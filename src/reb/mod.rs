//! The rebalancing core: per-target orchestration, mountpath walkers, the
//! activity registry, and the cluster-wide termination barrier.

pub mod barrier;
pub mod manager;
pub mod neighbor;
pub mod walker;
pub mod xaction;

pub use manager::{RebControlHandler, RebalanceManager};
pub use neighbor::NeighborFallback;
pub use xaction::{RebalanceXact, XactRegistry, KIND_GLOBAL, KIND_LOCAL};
_ _ _ _
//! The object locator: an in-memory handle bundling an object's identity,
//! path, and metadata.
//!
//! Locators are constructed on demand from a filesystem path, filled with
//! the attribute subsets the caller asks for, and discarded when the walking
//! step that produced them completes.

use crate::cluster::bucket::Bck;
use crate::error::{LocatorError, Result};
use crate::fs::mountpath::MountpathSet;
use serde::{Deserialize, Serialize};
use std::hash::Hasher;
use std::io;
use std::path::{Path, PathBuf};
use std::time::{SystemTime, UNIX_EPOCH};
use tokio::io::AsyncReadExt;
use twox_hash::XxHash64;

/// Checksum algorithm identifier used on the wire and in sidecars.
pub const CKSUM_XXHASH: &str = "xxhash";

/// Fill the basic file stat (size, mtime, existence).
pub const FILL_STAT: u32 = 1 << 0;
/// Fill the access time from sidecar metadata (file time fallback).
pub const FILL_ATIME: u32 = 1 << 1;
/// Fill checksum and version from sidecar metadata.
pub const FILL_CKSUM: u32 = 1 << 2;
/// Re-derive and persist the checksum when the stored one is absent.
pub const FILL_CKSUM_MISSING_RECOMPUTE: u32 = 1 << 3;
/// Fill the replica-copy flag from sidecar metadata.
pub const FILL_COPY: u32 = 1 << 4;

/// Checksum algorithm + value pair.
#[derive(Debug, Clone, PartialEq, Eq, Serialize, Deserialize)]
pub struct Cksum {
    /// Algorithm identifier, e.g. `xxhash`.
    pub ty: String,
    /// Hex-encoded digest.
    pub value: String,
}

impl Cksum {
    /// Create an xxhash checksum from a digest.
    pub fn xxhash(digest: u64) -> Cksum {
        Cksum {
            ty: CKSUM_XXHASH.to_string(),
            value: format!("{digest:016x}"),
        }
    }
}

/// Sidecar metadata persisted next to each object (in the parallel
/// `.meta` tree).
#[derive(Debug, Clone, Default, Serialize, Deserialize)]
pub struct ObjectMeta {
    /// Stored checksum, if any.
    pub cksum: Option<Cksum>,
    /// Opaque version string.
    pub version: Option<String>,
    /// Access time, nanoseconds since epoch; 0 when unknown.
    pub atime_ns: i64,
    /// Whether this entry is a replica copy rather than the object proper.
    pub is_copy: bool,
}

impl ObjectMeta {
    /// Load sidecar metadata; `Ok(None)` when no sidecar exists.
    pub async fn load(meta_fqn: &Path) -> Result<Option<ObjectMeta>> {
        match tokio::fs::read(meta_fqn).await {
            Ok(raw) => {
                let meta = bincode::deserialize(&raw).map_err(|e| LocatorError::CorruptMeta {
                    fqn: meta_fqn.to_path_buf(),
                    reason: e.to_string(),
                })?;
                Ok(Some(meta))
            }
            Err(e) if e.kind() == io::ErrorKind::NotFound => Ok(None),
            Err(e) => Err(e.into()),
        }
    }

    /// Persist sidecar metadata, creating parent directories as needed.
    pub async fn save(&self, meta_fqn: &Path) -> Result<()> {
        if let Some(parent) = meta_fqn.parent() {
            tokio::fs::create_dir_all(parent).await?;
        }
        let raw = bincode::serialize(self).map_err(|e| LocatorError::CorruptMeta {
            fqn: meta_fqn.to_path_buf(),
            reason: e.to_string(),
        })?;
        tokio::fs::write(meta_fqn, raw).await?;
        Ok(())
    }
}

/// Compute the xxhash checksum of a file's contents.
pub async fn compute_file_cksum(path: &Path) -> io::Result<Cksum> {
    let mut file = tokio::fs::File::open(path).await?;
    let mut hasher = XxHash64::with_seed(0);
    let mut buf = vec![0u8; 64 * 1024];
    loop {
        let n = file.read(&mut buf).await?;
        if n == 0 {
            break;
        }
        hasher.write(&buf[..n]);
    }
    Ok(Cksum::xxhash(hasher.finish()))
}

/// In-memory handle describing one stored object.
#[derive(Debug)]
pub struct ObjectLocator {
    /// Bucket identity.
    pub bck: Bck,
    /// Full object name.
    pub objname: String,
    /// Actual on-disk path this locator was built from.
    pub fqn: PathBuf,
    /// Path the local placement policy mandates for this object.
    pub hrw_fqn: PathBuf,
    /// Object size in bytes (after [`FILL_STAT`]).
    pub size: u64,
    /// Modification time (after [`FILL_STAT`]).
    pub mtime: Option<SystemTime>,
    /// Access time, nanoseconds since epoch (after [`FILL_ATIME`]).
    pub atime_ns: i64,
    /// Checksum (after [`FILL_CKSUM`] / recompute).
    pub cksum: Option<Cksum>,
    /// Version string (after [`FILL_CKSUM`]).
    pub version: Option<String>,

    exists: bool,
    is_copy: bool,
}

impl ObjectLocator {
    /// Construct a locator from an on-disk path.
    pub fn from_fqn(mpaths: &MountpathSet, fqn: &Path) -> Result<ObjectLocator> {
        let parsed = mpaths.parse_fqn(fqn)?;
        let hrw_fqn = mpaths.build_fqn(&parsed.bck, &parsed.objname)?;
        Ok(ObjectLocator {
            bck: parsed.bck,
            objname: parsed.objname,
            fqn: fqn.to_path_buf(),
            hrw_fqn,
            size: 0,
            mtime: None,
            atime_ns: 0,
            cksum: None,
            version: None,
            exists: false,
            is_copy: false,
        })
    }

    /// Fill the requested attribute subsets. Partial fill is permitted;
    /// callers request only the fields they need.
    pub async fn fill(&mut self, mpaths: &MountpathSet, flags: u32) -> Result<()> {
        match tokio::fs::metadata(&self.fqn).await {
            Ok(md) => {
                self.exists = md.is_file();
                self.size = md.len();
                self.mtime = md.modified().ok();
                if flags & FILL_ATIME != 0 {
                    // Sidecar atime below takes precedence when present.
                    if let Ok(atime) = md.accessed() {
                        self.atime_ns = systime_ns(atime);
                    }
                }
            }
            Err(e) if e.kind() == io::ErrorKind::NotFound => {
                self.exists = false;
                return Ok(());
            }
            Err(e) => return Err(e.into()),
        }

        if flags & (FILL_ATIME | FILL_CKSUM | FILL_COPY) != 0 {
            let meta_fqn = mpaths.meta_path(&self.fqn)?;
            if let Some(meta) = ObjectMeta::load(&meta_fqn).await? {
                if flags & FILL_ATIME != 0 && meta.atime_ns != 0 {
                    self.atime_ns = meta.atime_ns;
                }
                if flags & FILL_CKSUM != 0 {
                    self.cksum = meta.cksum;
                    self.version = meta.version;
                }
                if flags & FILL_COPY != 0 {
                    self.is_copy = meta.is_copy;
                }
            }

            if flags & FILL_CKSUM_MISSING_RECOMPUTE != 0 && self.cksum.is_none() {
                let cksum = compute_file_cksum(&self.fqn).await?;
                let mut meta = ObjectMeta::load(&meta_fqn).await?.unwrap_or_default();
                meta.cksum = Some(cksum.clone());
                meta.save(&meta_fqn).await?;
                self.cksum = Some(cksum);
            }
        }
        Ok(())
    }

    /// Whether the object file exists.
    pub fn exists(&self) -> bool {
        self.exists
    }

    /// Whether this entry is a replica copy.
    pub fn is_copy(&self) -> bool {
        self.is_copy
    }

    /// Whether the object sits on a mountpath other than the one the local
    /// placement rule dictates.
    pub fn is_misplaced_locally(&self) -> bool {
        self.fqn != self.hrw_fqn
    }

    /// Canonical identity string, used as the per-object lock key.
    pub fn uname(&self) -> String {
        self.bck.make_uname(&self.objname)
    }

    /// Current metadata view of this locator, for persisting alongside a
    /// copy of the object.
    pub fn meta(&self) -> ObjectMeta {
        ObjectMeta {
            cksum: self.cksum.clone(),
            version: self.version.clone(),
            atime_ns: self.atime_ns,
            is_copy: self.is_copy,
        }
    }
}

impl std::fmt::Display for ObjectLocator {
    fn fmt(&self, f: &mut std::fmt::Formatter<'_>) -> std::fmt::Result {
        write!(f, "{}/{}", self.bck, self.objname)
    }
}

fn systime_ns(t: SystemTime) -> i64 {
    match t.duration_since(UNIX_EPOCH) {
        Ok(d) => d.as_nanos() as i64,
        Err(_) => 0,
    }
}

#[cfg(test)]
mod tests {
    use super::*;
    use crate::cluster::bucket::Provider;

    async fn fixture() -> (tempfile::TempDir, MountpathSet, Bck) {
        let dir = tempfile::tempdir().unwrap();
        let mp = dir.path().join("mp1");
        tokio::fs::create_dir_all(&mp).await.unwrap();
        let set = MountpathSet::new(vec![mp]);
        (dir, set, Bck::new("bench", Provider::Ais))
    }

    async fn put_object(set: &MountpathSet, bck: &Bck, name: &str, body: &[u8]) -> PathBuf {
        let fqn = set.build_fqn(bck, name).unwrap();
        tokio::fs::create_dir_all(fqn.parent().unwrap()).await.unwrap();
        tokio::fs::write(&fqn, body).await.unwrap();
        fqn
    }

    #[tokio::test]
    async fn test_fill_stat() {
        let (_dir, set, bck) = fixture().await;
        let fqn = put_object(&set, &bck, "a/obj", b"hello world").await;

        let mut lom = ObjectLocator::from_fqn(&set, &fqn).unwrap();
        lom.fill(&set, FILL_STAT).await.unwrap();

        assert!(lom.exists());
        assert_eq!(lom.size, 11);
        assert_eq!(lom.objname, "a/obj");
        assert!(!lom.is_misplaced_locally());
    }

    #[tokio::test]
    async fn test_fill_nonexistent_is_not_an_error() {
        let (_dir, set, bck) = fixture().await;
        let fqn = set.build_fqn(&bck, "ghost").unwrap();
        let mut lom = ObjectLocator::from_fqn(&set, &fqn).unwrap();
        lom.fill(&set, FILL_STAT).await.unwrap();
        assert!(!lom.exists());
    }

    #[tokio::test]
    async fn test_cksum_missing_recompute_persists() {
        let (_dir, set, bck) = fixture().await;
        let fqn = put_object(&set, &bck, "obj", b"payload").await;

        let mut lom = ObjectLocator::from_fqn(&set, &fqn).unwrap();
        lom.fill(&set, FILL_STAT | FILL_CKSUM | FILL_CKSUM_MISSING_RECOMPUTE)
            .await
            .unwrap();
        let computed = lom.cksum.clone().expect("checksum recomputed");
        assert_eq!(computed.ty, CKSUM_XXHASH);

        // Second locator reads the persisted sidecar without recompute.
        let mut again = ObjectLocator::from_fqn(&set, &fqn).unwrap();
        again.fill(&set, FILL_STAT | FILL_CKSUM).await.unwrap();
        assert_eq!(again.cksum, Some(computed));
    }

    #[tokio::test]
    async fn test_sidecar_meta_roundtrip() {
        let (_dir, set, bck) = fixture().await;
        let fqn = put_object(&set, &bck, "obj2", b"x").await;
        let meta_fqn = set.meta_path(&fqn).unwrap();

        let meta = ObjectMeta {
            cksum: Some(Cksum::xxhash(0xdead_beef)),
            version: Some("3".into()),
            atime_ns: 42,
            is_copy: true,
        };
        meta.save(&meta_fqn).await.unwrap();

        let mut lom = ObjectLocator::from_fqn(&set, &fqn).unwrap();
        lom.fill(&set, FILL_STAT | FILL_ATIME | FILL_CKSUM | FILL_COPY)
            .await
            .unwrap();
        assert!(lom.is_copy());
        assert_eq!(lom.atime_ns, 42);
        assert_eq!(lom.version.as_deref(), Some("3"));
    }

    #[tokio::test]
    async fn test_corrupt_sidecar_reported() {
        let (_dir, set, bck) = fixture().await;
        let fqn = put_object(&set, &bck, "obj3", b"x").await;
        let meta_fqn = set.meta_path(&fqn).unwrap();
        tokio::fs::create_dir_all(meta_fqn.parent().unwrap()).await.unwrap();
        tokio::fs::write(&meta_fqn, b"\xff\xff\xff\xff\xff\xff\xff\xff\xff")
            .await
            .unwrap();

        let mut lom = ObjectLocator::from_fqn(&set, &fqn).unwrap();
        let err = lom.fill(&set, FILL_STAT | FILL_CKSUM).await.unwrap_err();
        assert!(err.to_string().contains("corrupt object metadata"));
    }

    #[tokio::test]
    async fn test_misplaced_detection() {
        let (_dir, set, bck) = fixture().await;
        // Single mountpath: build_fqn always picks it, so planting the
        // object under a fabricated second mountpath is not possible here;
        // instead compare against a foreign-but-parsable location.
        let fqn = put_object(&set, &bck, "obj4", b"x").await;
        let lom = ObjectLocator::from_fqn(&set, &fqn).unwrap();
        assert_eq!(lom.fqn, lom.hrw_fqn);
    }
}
_ _ _ _
* **ACTIVITY**
Take the listing above and repeat exactly the lines from the one containing "fn fmt(&self, f: &mut" through the one containing "use super::*;", both included.

* **ANSWER SPACE**
    fn fmt(&self, f: &mut std::fmt::Formatter<'_>) -> std::fmt::Result {
        write!(f, "{}/{}", self.bck, self.objname)
    }
}

fn systime_ns(t: SystemTime) -> i64 {
    match t.duration_since(UNIX_EPOCH) {
        Ok(d) => d.as_nanos() as i64,
        Err(_) => 0,
    }
}

#[cfg(test)]
mod tests {
    use super::*;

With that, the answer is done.